Work on the Fantasy Football Guide 2014 hasn’t distracted me from my fantasy baseball teams, but it has distracted from writing about it. Last weekend I made a trade with Phil Hertz in Tout Wars NL that might be of interest.
Background: Tout is using OBP instead of BA this year, as we’ve talked about, and in the auction I decided to treat OBP as a more reliable category than BA. So, when Joey Votto was nominated first I bought him, for $5 below my bid max on him (but for $4 more than his BA bid price was). But it turns out no one else was willing to pay the full premium on OBP, so after Votto I kept getting decent OBP guys for BA par prices. Bargains every one, in a sense.
The Problem: I have an awesome team of stars, but early in the season many of my scrubs didn’t play much. Plus Ryan Zimmerman got hurt. I trail in at bats by a huge amount, but am competitive (barely) in the quantitative stats. And I have a big lead in OBP. I needed to convert that OBP lead into hard hitting assets.
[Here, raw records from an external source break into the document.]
pub fn record_pair_last_write_wins(new_cache: NewCache) {
    let cache = new_cache();
    let (c, other, u1, u2) = (digest(1), digest(2), digest(10), digest(20));
    let s = scope("app");

    cache.record_digest_uncompressed_pair(&c, &u1).unwrap();
    cache.record_digest_uncompressed_pair(&other, &u1).unwrap();
    cache.record_digest_uncompressed_pair(&c, &u2).unwrap();
    assert_eq!(cache.uncompressed_digest(&c).unwrap(), Some(u2.clone()));
    assert_eq!(cache.stats().unwrap().compression_relations, 2);

    // `c` is no longer an alternate of `other`.
    cache.record_known_location(&s, &c, &loc("c")).unwrap();
    let found = cache
        .candidate_locations(&s, &other, &CandidateOptions::substitutable())
        .unwrap();
    assert!(found.is_empty(), "{found:?}");

    // Once nothing points at u1 it is no longer known as uncompressed.
    cache.record_digest_uncompressed_pair(&other, &u2).unwrap();
    assert_eq!(cache.uncompressed_digest(&u1).unwrap(), None);
    assert_eq!(cache.uncompressed_digest(&u2).unwrap(), Some(u2.clone()));
}

pub fn toc_relations(new_cache: NewCache) {
    let cache = new_cache();
    let (toc, c, u, u2) = (digest(1), digest(2), digest(3), digest(4));

    cache.record_digest_uncompressed_pair(&c, &u).unwrap();
    assert_eq!(cache.uncompressed_digest_for_toc(&toc).unwrap(), None);
    // A blob digest is not a TOC digest.
    assert_eq!(cache.uncompressed_digest_for_toc(&c).unwrap(), None);

    cache.record_toc_uncompressed_pair(&toc, &u).unwrap();
    cache.record_toc_uncompressed_pair(&toc, &u).unwrap();
    assert_eq!(cache.uncompressed_digest_for_toc(&toc).unwrap(), Some(u.clone()));
    assert_eq!(cache.uncompressed_digest(&toc).unwrap(), Some(u.clone()));
    assert_eq!(cache.stats().unwrap().toc_relations, 1);

    cache.record_toc_uncompressed_pair(&toc, &u2).unwrap();
    assert_eq!(cache.uncompressed_digest_for_toc(&toc).unwrap(), Some(u2));
}

pub fn known_locations_insert_or_refresh(new_cache: NewCache) {
    let cache = new_cache();
    let d = digest(1);
    let s = scope("app");

    cache.record_known_location(&s, &d, &loc("first")).unwrap();
    cache.record_known_location(&s, &d, &loc("second")).unwrap();
    let found = cache.candidate_locations(&s, &d, &CandidateOptions::exact()).unwrap();
    assert_eq!(
        summary(&found),
        vec![(d.clone(), "second".to_string()), (d.clone(), "first".to_string())]
    );
    assert!(found[0].last_used > found[1].last_used);

    // Refreshing keeps both and moves the refreshed one first.
    cache.record_known_location(&s, &d, &loc("first")).unwrap();
    let found = cache.candidate_locations(&s, &d, &CandidateOptions::exact()).unwrap();
    assert_eq!(
        summary(&found),
        vec![(d.clone(), "first".to_string()), (d.clone(), "second".to_string())]
    );
    assert_eq!(cache.stats().unwrap().known_locations, 2);
}

pub fn scope_isolation(new_cache: NewCache) {
    let cache = new_cache();
    let (a, b, u) = (digest(1), digest(2), digest(3));
    cache.record_digest_uncompressed_pair(&a, &u).unwrap();
    cache.record_digest_uncompressed_pair(&b, &u).unwrap();

    cache.record_known_location(&scope("one"), &a, &loc("a-in-one")).unwrap();
    cache.record_known_location(&scope("one"), &b, &loc("b-in-one")).unwrap();
    let other_transport = LocationScope::new("oci", "one");

    for options in [CandidateOptions::exact(), CandidateOptions::substitutable()] {
        assert!(cache.candidate_locations(&scope("two"), &a, &options).unwrap().is_empty());
        assert!(cache
            .candidate_locations(&other_transport, &a, &options)
            .unwrap()
            .is_empty());
    }

    cache.record_known_location(&scope("two"), &b, &loc("b-in-two")).unwrap();
    let found = cache
        .candidate_locations(&scope("two"), &a, &CandidateOptions::substitutable())
        .unwrap();
    assert_eq!(summary(&found), vec![(b.clone(), "b-in-two".to_string())]);
}

pub fn exact_match_only_without_substitution(new_cache: NewCache) {
    let cache = new_cache();
    let (a, b, u) = (digest(1), digest(2), digest(3));
    let s = scope("scope1");

    cache.record_digest_uncompressed_pair(&a, &u).unwrap();
    cache.record_digest_uncompressed_pair(&b, &u).unwrap();
    cache.record_known_location(&s, &b, &loc("loc1")).unwrap();
    cache.record_known_location(&s, &u, &loc("plain")).unwrap();

    assert!(cache
        .candidate_locations(&s, &a, &CandidateOptions::exact())
        .unwrap()
        .is_empty());

    let found = cache.candidate_locations(&s, &b, &CandidateOptions::exact()).unwrap();
    assert_eq!(summary(&found), vec![(b.clone(), "loc1".to_string())]);
}

pub fn substitution_finds_alternate_compression(new_cache: NewCache) {
    let cache = new_cache();
    let (a, b, u) = (digest(1), digest(2), digest(3));
    let s = scope("scope1");

    cache.record_digest_uncompressed_pair(&a, &u).unwrap();
    cache.record_digest_uncompressed_pair(&b, &u).unwrap();
    cache.record_known_location(&s, &b, &loc("loc1")).unwrap();

    let found = cache
        .candidate_locations(&s, &a, &CandidateOptions::substitutable())
        .unwrap();
    assert_eq!(summary(&found), vec![(b.clone(), "loc1".to_string())]);
    assert_eq!(found[0].compression, CompressionOperation::PreserveOriginal);

    // The exact digest always ranks first, even when older.
    cache.record_known_location(&s, &a, &loc("loc-a")).unwrap();
    cache.record_known_location(&s, &b, &loc("loc1")).unwrap();
    let found = cache
        .candidate_locations(&s, &a, &CandidateOptions::substitutable())
        .unwrap();
    assert_eq!(
        summary(&found),
        vec![(a.clone(), "loc-a".to_string()), (b.clone(), "loc1".to_string())]
    );
}

pub fn substitution_includes_uncompressed_digest(new_cache: NewCache) {
    let cache = new_cache();
    let (a, u) = (digest(1), digest(2));
    let s = scope("app");

    cache.record_digest_uncompressed_pair(&a, &u).unwrap();
    cache.record_known_location(&s, &u, &loc("plain")).unwrap();

    let found = cache
        .candidate_locations(&s, &a, &CandidateOptions::substitutable())
        .unwrap();
    assert_eq!(summary(&found), vec![(u.clone(), "plain".to_string())]);
    assert_eq!(found[0].compression, CompressionOperation::Decompress);

    // And the other way around: compressed variants of an uncompressed primary.
    cache.record_known_location(&s, &a, &loc("gz")).unwrap();
    let found = cache
        .candidate_locations(&s, &u, &CandidateOptions::substitutable())
        .unwrap();
    assert_eq!(
        summary(&found),
        vec![(u.clone(), "plain".to_string()), (a.clone(), "gz".to_string())]
    );
}

pub fn substitution_through_toc(new_cache: NewCache) {
    let cache = new_cache();
    let (toc, c, u) = (digest(1), digest(2), digest(3));
    let s = scope("app");

    cache.record_toc_uncompressed_pair(&toc, &u).unwrap();
    cache.record_digest_uncompressed_pair(&c, &u).unwrap();
    cache
        .record_digest_compression(&c, BlobCompression::Compressed(CompressionAlgorithm::Zstd))
        .unwrap();
    cache.record_known_location(&s, &c, &loc("zstd")).unwrap();
    cache.record_known_location(&s, &u, &loc("plain")).unwrap();

    assert!(cache
        .candidate_locations(&s, &toc, &CandidateOptions::exact())
        .unwrap()
        .is_empty());

    let found = cache
        .candidate_locations(&s, &toc, &CandidateOptions::substitutable())
        .unwrap();
    assert_eq!(
        summary(&found),
        vec![(u.clone(), "plain".to_string()), (c.clone(), "zstd".to_string())]
    );
    assert_eq!(found[0].compression, CompressionOperation::Decompress);
    assert_eq!(
        found[1].compression,
        CompressionOperation::Compress(CompressionAlgorithm::Zstd)
    );
}

pub fn exact_query_on_uncompressed_digest(new_cache: NewCache) {
    let cache = new_cache();
    let (c, u) = (digest(1), digest(2));
    let s = scope("app");

    cache.record_digest_uncompressed_pair(&c, &u).unwrap();
    cache.record_known_location(&s, &u, &loc("plain")).unwrap();

    for can_substitute in [false, true] {
        let unrestricted = CandidateOptions {
            can_substitute,
            ..CandidateOptions::default()
        };
        let found = cache.candidate_locations(&s, &u, &unrestricted).unwrap();
        assert_eq!(summary(&found), vec![(u.clone(), "plain".to_string())]);
        assert_eq!(found[0].compression, CompressionOperation::Decompress);

        // Schema 1 manifests cannot reference uncompressed layers.
        let schema1 = CandidateOptions {
            can_substitute,
            possible_manifest_formats: vec![ManifestFormat::DockerV2Schema1],
            required_compression: None,
        };
        let found = cache.candidate_locations(&s, &u, &schema1).unwrap();
        assert!(found.is_empty(), "can_substitute={can_substitute}: {found:?}");
    }
}

pub fn manifest_formats_filter_candidates(new_cache: NewCache) {
    let cache = new_cache();
    let (primary, gzip, zstd, unknown, u) = (digest(1), digest(2), digest(3), digest(4), digest(5));
    let s = scope("app");

    for d in [&primary, &gzip, &zstd, &unknown] {
        cache.record_digest_uncompressed_pair(d, &u).unwrap();
    }
    cache
        .record_digest_compression(&gzip, BlobCompression::Compressed(CompressionAlgorithm::Gzip))
        .unwrap();
    cache
        .record_digest_compression(&zstd, BlobCompression::Compressed(CompressionAlgorithm::Zstd))
        .unwrap();
    cache.record_known_location(&s, &gzip, &loc("gzip")).unwrap();
    cache.record_known_location(&s, &zstd, &loc("zstd")).unwrap();
    cache.record_known_location(&s, &unknown, &loc("unknown")).unwrap();
    cache.record_known_location(&s, &u, &loc("plain")).unwrap();

    let query = |formats: Vec<ManifestFormat>| -> HashSet<String> {
        let options = CandidateOptions {
            can_substitute: true,
            possible_manifest_formats: formats,
            required_compression: None,
        };
        cache
            .candidate_locations(&s, &primary, &options)
            .unwrap()
            .into_iter()
            .map(|c| c.location.as_str().to_string())
            .collect()
    };
    let set = |names: &[&str]| -> HashSet<String> { names.iter().map(|n| n.to_string()).collect() };

    assert_eq!(query(vec![]), set(&["gzip", "zstd", "unknown", "plain"]));
    assert_eq!(query(vec![ManifestFormat::OciV1]), set(&["gzip", "zstd", "unknown", "plain"]));
    assert_eq!(
        query(vec![ManifestFormat::DockerV2Schema2]),
        set(&["gzip", "unknown", "plain"])
    );
    assert_eq!(query(vec![ManifestFormat::DockerV2Schema1]), set(&["gzip", "unknown"]));
    assert_eq!(
        query(vec![ManifestFormat::DockerV2Schema1, ManifestFormat::OciV1]),
        set(&["gzip", "zstd", "unknown", "plain"])
    );
}

pub fn required_compression_is_preferred(new_cache: NewCache) {
    let cache = new_cache();
    let (primary, gzip, zstd, chunked, unknown, u) =
        (digest(1), digest(2), digest(3), digest(4), digest(5), digest(6));
    let s = scope("app");

    for d in [&primary, &gzip, &zstd, &chunked, &unknown] {
        cache.record_digest_uncompressed_pair(d, &u).unwrap();
    }
    cache
        .record_digest_compression(&gzip, BlobCompression::Compressed(CompressionAlgorithm::Gzip))
        .unwrap();
    cache
        .record_digest_compression(&zstd, BlobCompression::Compressed(CompressionAlgorithm::Zstd))
        .unwrap();
    cache
        .record_digest_compression(
            &chunked,
            BlobCompression::Compressed(CompressionAlgorithm::ZstdChunked),
        )
        .unwrap();
    // Recorded oldest to newest.
    cache.record_known_location(&s, &zstd, &loc("zstd")).unwrap();
    cache.record_known_location(&s, &chunked, &loc("chunked")).unwrap();
    cache.record_known_location(&s, &primary, &loc("primary")).unwrap();
    cache.record_known_location(&s, &gzip, &loc("gzip")).unwrap();
    cache.record_known_location(&s, &unknown, &loc("unknown")).unwrap();

    let locations = |required: Option<CompressionAlgorithm>| -> Vec<String> {
        let options = CandidateOptions {
            can_substitute: true,
            possible_manifest_formats: vec![],
            required_compression: required,
        };
        cache
            .candidate_locations(&s, &primary, &options)
            .unwrap()
            .into_iter()
            .map(|c| c.location.as_str().to_string())
            .collect()
    };

    assert_eq!(locations(None), ["primary", "unknown", "gzip", "chunked", "zstd"]);
    assert_eq!(
        locations(Some(CompressionAlgorithm::Zstd)),
        ["primary", "chunked", "zstd", "unknown", "gzip"]
    );
    assert_eq!(
        locations(Some(CompressionAlgorithm::ZstdChunked)),
        ["primary", "chunked", "unknown", "gzip", "zstd"]
    );
    assert_eq!(
        locations(Some(CompressionAlgorithm::Gzip)),
        ["primary", "gzip", "unknown", "chunked", "zstd"]
    );
}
What Happened: Phil Hertz has suffered a horrendous run of injuries to his corners. He sent an email last Saturday asking for a corner in exchange for an outfielder. I said I had Votto, who has been on the DL with a bad knee (the same knee he had multiple surgeries on before) and it was announced would not be back this Saturday (31st), when he was eligible. I sent a note to Phil saying I had Votto and in the right circumstances would trade him, but given his injury wasn’t sure what the market was. I said I’d consider an offer.
Next: Phil offered Matt Holliday, who has a decent walk rate, but doesn’t have as much power as Votto. Given the injury risk it was a fair deal, but the problem for me was that Holliday was kind of a Votto lite. He’d protect my OBP, but I couldn’t expect more homers from him if both he and Votto were healthy. In fact, I had to assume I’d lose homers. Not a bad deal for injury mitigation, but not a deal that addressed my needs.
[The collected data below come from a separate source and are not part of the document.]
//! In-process registry of known blob locations.
//!
//! For every (scope, digest) pair the registry keeps each location the blob
//! was seen at, together with the time it was last used. Recording is
//! insert-or-refresh; nothing is ever removed, so losing one reference does
//! not lose knowledge of another.

use std::collections::HashMap;

use crate::cache::types::{KnownLocation, LocationReference, LocationScope, Timestamp};
use crate::digest::Digest;

#[derive(Debug, Default)]
pub struct LocationRegistry {
    /// Locations indexed by scope, then digest.
    entries: HashMap<LocationScope, HashMap<Digest, HashMap<LocationReference, Timestamp>>>,

    /// Latest stamp handed out, so every record is strictly newer.
    latest: Option<Timestamp>,
}

impl LocationRegistry {
    pub fn new() -> Self {
        Self::default()
    }

    /// Insert `location` or bump its last-used time. Returns the new stamp.
    pub fn record(
        &mut self,
        scope: &LocationScope,
        digest: &Digest,
        location: &LocationReference,
    ) -> Timestamp {
        let now = Timestamp::next_after(self.latest);
        self.latest = Some(now);

        self.entries
            .entry(scope.clone())
            .or_default()
            .entry(digest.clone())
            .or_default()
            .insert(location.clone(), now);
        now
    }

    /// All locations of `digest` within `scope`, most recently used first.
    pub fn locations(&self, scope: &LocationScope, digest: &Digest) -> Vec<KnownLocation> {
        let mut found: Vec<KnownLocation> = self
            .entries
            .get(scope)
            .and_then(|by_digest| by_digest.get(digest))
            .map(|locations| {
                locations
                    .iter()
                    .map(|(location, last_used)| KnownLocation {
                        location: location.clone(),
                        last_used: *last_used,
                    })
                    .collect()
            })
            .unwrap_or_default();

        found.sort_by(|a, b| {
            b.last_used
                .cmp(&a.last_used)
                .then_with(|| a.location.cmp(&b.location))
        });
        found
    }

    /// Number of (scope, digest, location) entries.
    pub fn len(&self) -> usize {
        self.entries
            .values()
            .flat_map(|by_digest| by_digest.values())
            .map(|locations| locations.len())
            .sum()
    }

    pub fn is_empty(&self) -> bool {
        self.len() == 0
    }
}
Counter: I told Phil I would make the deal for Jay Bruce. Bruce hasn’t had the on base skills of Votto, but he’s hit more homers. And he’s stolen more bases, especially more than a knee-sore Votto would. So, more quantitative numbers in exchange for a way better OBP hitter with health issues. It was easy for me to say yes. For Phil, who is close to the OBP bottom, Votto may come with some risk, but he brings huge rewards if he stays healthy. You can count on OBP, it is a skill.
The Tickler: Phil asked for $3 FAAB to offset the injury risk. I thought the deal was fair as it was and said so, but countered by offering him $1 FAAB. He accepted. Deal.
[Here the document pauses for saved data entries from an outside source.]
//! Runtime configuration for blob-info-cache.
//!
//! Configuration can be loaded from a JSON file or constructed programmatically.
//! Command-line flags override the file.

use std::path::PathBuf;

use clap::{Args, Parser, Subcommand};
use serde::{Deserialize, Serialize};

use crate::cache::candidates::DEFAULT_MAX_CANDIDATES;
use crate::cache::types::{BlobCompression, CompressionAlgorithm, ManifestFormat};
use crate::digest::Digest;

/// Command-line arguments.
#[derive(Parser, Debug, Clone)]
#[command(name = "blob-info-cache", about = "Inspect and update a blob info cache")]
pub struct Cli {
    /// Path to configuration file (JSON).
    #[arg(short, long, default_value = "blob-info-cache.json")]
    pub config: PathBuf,

    /// Cache database path (overrides the configuration file).
    #[arg(long)]
    pub db: Option<PathBuf>,

    /// Use a throwaway in-memory cache instead of the database.
    #[arg(long, conflicts_with = "db")]
    pub memory: bool,

    /// Enable verbose logging.
    #[arg(short, long)]
    pub verbose: bool,

    #[command(subcommand)]
    pub command: Command,
}

#[derive(Subcommand, Debug, Clone)]
pub enum Command {
    /// Record that a compressed blob decompresses to an uncompressed one.
    RecordPair {
        #[arg(long)]
        compressed: Digest,
        #[arg(long)]
        uncompressed: Digest,
    },

    /// Record the uncompressed digest indexed by a table-of-contents digest.
    RecordToc {
        #[arg(long)]
        toc: Digest,
        #[arg(long)]
        uncompressed: Digest,
    },

    /// Record how a blob is compressed.
    RecordCompression {
        #[arg(long)]
        digest: Digest,
        /// uncompressed, gzip, zstd, zstd:chunked or unknown.
        #[arg(long)]
        compression: BlobCompression,
    },

    /// Record (or refresh) a location a blob was seen at.
    RecordLocation {
        #[command(flatten)]
        scope: ScopeArgs,
        #[arg(long)]
        digest: Digest,
        #[arg(long)]
        location: String,
    },

    /// Print the uncompressed digest of a blob, if known.
    Uncompressed {
        digest: Digest,
        /// Treat the digest as a table-of-contents digest.
        #[arg(long)]
        toc: bool,
    },

    /// Print ranked reuse candidates for a blob as JSON.
    Candidates {
        #[command(flatten)]
        scope: ScopeArgs,
        #[arg(long)]
        digest: Digest,
        /// Allow differently-compressed blobs with the same content.
        #[arg(long)]
        substitute: bool,
        /// Manifest formats the destination may use (repeatable).
        #[arg(long = "format")]
        formats: Vec<ManifestFormat>,
        /// Prefer candidates with this compression.
        #[arg(long)]
        require: Option<CompressionAlgorithm>,
    },

    /// Print entry counts as JSON.
    Stats,

    /// Compute the digest of a file with the configured algorithm.
    Digest { file: PathBuf },
}

/// Transport and scope selecting a location group.
#[derive(Args, Debug, Clone)]
pub struct ScopeArgs {
    #[arg(long)]
    pub transport: String,
    #[arg(long)]
    pub scope: String,
}

/// Top-level configuration.
#[derive(Debug, Clone, Default, Serialize, Deserialize)]
#[serde(default)]
pub struct Config {
    /// Cache backend settings.
    pub cache: CacheConfig,

    /// Digest algorithm settings.
    pub digests: DigestConfig,
}

/// Which backend stores the cache.
#[derive(Debug, Clone, Copy, PartialEq, Eq, Serialize, Deserialize)]
#[serde(rename_all = "snake_case")]
pub enum BackendKind {
    /// Process-lifetime maps; nothing survives a restart.
    Memory,
    /// SQLite database file at `path`.
    Sqlite,
}

/// Cache backend settings.
#[derive(Debug, Clone, Serialize, Deserialize)]
#[serde(default)]
pub struct CacheConfig {
    pub backend: BackendKind,

    /// Database file for the SQLite backend.
    pub path: PathBuf,

    /// Maximum number of candidates a query returns.
    pub max_candidates: usize,

    /// How long a SQLite operation waits on a locked database, in milliseconds.
    pub busy_timeout_ms: u64,
}

impl Default for CacheConfig {
    fn default() -> Self {
        Self {
            backend: BackendKind::Sqlite,
            path: PathBuf::from("/var/lib/containers/cache/blob-info-cache.sqlite"),
            max_candidates: DEFAULT_MAX_CANDIDATES,
            busy_timeout_ms: 10_000,
        }
    }
}

/// Digest algorithm settings.
#[derive(Debug, Clone, Serialize, Deserialize)]
#[serde(default)]
pub struct DigestConfig {
    /// Algorithm for newly created content ("sha256" or "sha512").
    pub algorithm_for_new_objects: String,
}

impl Default for DigestConfig {
    fn default() -> Self {
        Self {
            algorithm_for_new_objects: "sha256".to_string(),
        }
    }
}

impl Config {
    /// Load configuration from a JSON file, falling back to defaults for missing fields.
    pub fn load(path: &std::path::Path) -> anyhow::Result<Self> {
        if path.exists() {
            let data = std::fs::read_to_string(path)?;
            let config: Config = serde_json::from_str(&data)?;
            Ok(config)
        } else {
            tracing::warn!("Config file not found at {:?}, using defaults", path);
            Ok(Config::default())
        }
    }

    /// Apply command-line overrides.
    pub fn apply_cli(&mut self, cli: &Cli) {
        if cli.memory {
            self.cache.backend = BackendKind::Memory;
        } else if let Some(db) = &cli.db {
            self.cache.backend = BackendKind::Sqlite;
            self.cache.path = db.clone();
        }
    }
}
Conclusion: My hope had been, before Votto got hurt, to deal him in June to a team at the bottom of the OBP pack for two more productive quantitative players. In other words, trade OBP for AB. But when Votto got hurt, and when the Reds started saying that he might not be 100 percent all year, I thought it made more sense to go for a power hitter now.
Jay Bruce: One problem, of course, is that Bruce isn’t acting like a power hitter at all this year. He’s hitting more grounders, has only hit three homers. Oh, he’s sucked. I call this buying low. He’s a 27 year old power hitter. If he’d been himself Phil wouldn’t have traded him. I think.
But I’m scared, of course, because Votto could get healthy quickly (he played catch today!) and he’s a better hitter than Bruce. And something could be wrong with Bruce.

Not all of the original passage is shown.